Another example: the mouth. Mouths and lips play big roles in sexual activity, from kissing to oral sex. Does that mean that other uses for your mouth-- like talking, or eating-- are also sexual? Is a child who sucks his thumb performing an obscene act? Again, no.
So why can we not separate the sexual vs non-sexual roles of breasts and nipples? Why can we not realize that there is NOTHING SEXUAL WHATSOEVER about breastfeeding a baby (or a toddler, or whatever age you choose to breastfeed to)?
(I could also go into the double-standards of being so disturbed by a fully-clothed child holding a baby to her chest to "breastfeed", but not batting an eyelash at an infant girl dressed in a skimpy bikini... but I'm thinking that's a whole other blog post)

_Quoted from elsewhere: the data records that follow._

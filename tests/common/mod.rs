#![allow(dead_code)]

use std::{path::PathBuf, sync::Arc, sync::Mutex};

use chrono::{TimeZone, Utc};
use once_cell::sync::Lazy;
use people_ledger::{
    core::{services::TransactionDraft, SteppingClock},
    domain::{AccountId, Person, Transaction},
    storage::{DocumentStore, MemoryStore},
    LedgerSession,
};
use tempfile::TempDir;

/// Holds TempDir guards so temporary folders live for the duration of the test run.
static TEST_DIRS: Lazy<Mutex<Vec<TempDir>>> = Lazy::new(|| Mutex::new(Vec::new()));

pub const ACCOUNT: &str = "tester";

/// Creates a unique directory that outlives the calling test.
pub fn temp_home() -> PathBuf {
    let temp = TempDir::new().expect("create temp dir");
    let path = temp.path().to_path_buf();
    TEST_DIRS.lock().expect("lock temp dir registry").push(temp);
    path
}

pub fn account() -> AccountId {
    AccountId::new(ACCOUNT)
}

/// Session over `store` with a deterministic clock, signed in to [`ACCOUNT`].
pub fn signed_in_session(store: Arc<dyn DocumentStore>) -> LedgerSession {
    let clock = SteppingClock::new(Utc.with_ymd_and_hms(2024, 1, 1, 9, 0, 0).unwrap());
    let session = LedgerSession::new(store).with_clock(Arc::new(clock));
    session.sign_in(&account()).expect("sign in");
    session
}

pub fn memory_session() -> (Arc<MemoryStore>, LedgerSession) {
    let store = Arc::new(MemoryStore::new());
    let session = signed_in_session(store.clone());
    (store, session)
}

pub fn record(
    session: &LedgerSession,
    person: &Person,
    amount: &str,
    date: &str,
    kind: &str,
) -> Transaction {
    session
        .add_transaction(TransactionDraft::new(person.id.clone(), amount, date, kind))
        .expect("record transaction")
}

The thing is, as long as people still see breastfeeding as sexual, obscene, or just plain "icky," there will be huge barriers in place for mothers who attempt to breastfeed their children. I realize some or even many of you may not agree with me on this post, and I'm taking a risk by writing it. But it's only by talking about these things and (hopefully) getting even a few people to think differently, that anything changes. And things have got to change. It is ridiculous that women are being kicked out of restaurants, airplanes, and pools for breastfeeding (sometimes even when they use a cover). It is ridiculous that moms choose to feed their babies formula bc they feel otherwise they'll be trapped in their homes for that first year, unable to feed their babies in public (this is not the only or even main reason parents choose formula, but I do think many women weigh in the barriers against breastfeeding in their decision not to breastfeed, or their efforts to do so are de-railed because of them). It is ridiculous that women can parade around in a low-cut top with no problems, while a mother can't feed her baby without being harassed or shamed. Especially considering recent findings that breastfeeding saves lives (and no, not just in 3rd world countries... here in the US, too).
I think the perfect way to end this post is by linking to another post, a beautiful piece at PhD in Parenting listing 50 Reasons for Breastfeeding Anytime, Anywhere. Read it. Save it. Pass it on. And yes, breastfeed. However it is YOU (not anyone else) feels comfortable doing so.